3. Thus, the basic structure of the first film—Schmidt (Jonah Hill) and Jenko (Channing Tatum) go undercover to infiltrate a drug ring—is repeated, almost to the letter, except this time it's in college rather than high school. The 2012 "original" wasn't cutting satire to any extent, but it did at least have a little bit to say about how much high school attitudes have changed, even in 10 years. (The gay kids are the popular kids now, and the jocks are all socially active, eating organic and worrying about the environment.) Whereas the sequel's take on college echoes Homer Simpson's.
The ongoing joke is that Schmidt and Jenko are actually in love—that they're in a real relationship requiring counseling and time away from each other and breakup flings and all of it—which is a rather moldy conceit in this bro-heavy age. (I feel like three-quarters of the comedies I've watched in the last year are about that exact thing.) Surfacing so soon after Neighbors does 22 Jump Street no favors; that's a movie with a lot more to say about college and growing up, and has the added advantage of featuring a female character who doesn't exist solely to make out with Jonah Hill.
4. This film still has its moments, mostly because it's directed by the duo of Phil Lord and Christopher Miller, who made the very funny first film and have since exploded with The Lego Movie, which remains the highest-grossing movie of 2014. (You may also recall their late, lamented TV show Clone High.) Still, they're sort of working at half-speed here, offering more of a dashed-off experiment than a fully formed work, lacking in their trademark gentleness of spirit. 22 Jump Street coasts far on the goofy chemistry between Hill and Tatum; the latter is so good at subverting his dumb-guy schtick that I don't know if I'll ever believe him in an action movie again. We also get Ice Cube playing the angry father of an attractive college student, which made me feel as old as I've ever felt. (Ice Cube in the Archie Bunker role!

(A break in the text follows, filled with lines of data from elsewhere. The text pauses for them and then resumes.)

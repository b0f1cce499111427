//! Scheduled distribution model.

use chrono::{DateTime, Duration, Utc};
use rust_decimal::Decimal;
use serde::{Deserialize, Serialize};

use crate::{constants, AccountId, ScheduleId};

/// A recurring, interval-based distribution to one recipient.
///
/// `next_due` always advances by whole intervals from its previous value,
/// never from the execution instant, so late executions do not accumulate
/// drift across missed cycles.
#[derive(Debug, Clone, Serialize, Deserialize)]
pub struct ScheduledDistribution {
    /// Engine-assigned handle.
    pub id: ScheduleId,
    /// Payout recipient.
    pub recipient: AccountId,
    /// Amount per cycle.
    pub amount: Decimal,
    /// Seconds between cycles.
    pub interval_secs: u64,
    /// When the next cycle becomes due.
    pub next_due: DateTime<Utc>,
    /// Cumulative amount moved by this schedule.
    pub total_distributed: Decimal,
    /// Deactivation pauses the schedule without touching `next_due`.
    pub active: bool,
}

impl ScheduledDistribution {
    /// Whether this schedule is due at `now`.
    #[must_use]
    pub fn is_due(&self, now: DateTime<Utc>) -> bool {
        self.active && now >= self.next_due
    }

    /// The interval as a chrono duration, clamped to the engine-wide
    /// interval bound so the conversion can never leave `Duration` range.
    #[must_use]
    pub fn interval(&self) -> Duration {
        let secs = self.interval_secs.min(constants::MAX_INTERVAL_SECS);
        Duration::seconds(i64::try_from(secs).unwrap_or(0))
    }
}

#[cfg(test)]
mod tests {
    use super::*;

    fn schedule(next_due: DateTime<Utc>) -> ScheduledDistribution {
        ScheduledDistribution {
            id: ScheduleId(1),
            recipient: AccountId::from_bytes([1; 20]),
            amount: Decimal::new(200, 0),
            interval_secs: 86_400,
            next_due,
            total_distributed: Decimal::ZERO,
            active: true,
        }
    }

    #[test]
    fn due_exactly_at_next_due() {
        let now = Utc::now();
        let s = schedule(now);
        assert!(s.is_due(now));
        assert!(!s.is_due(now - Duration::seconds(1)));
    }

    #[test]
    fn inactive_schedule_is_never_due() {
        let now = Utc::now();
        let mut s = schedule(now);
        s.active = false;
        assert!(!s.is_due(now + Duration::days(10)));
    }

    #[test]
    fn interval_conversion() {
        let s = schedule(Utc::now());
        assert_eq!(s.interval(), Duration::days(1));
    }
}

Imagine!) There's also an extended closing credits sequence that pulls off the meta-joke better than anything that preceded it.
5. I'm not asking for high art here, but it's strange to see a movie garner so much praise for barely being a movie at all. 22 Jump Street is so embarrassed of its own existence that it lacks the conviction to actually do anything. Such self-mockery is fine and all, but it just feels wasteful. If you're going to go through all the trouble of making a movie, you might as well, you know, make one.
Grade: C.
Grierson & Leitch is a regular column about the movies. Follow us on Twitter, @griersonleitch.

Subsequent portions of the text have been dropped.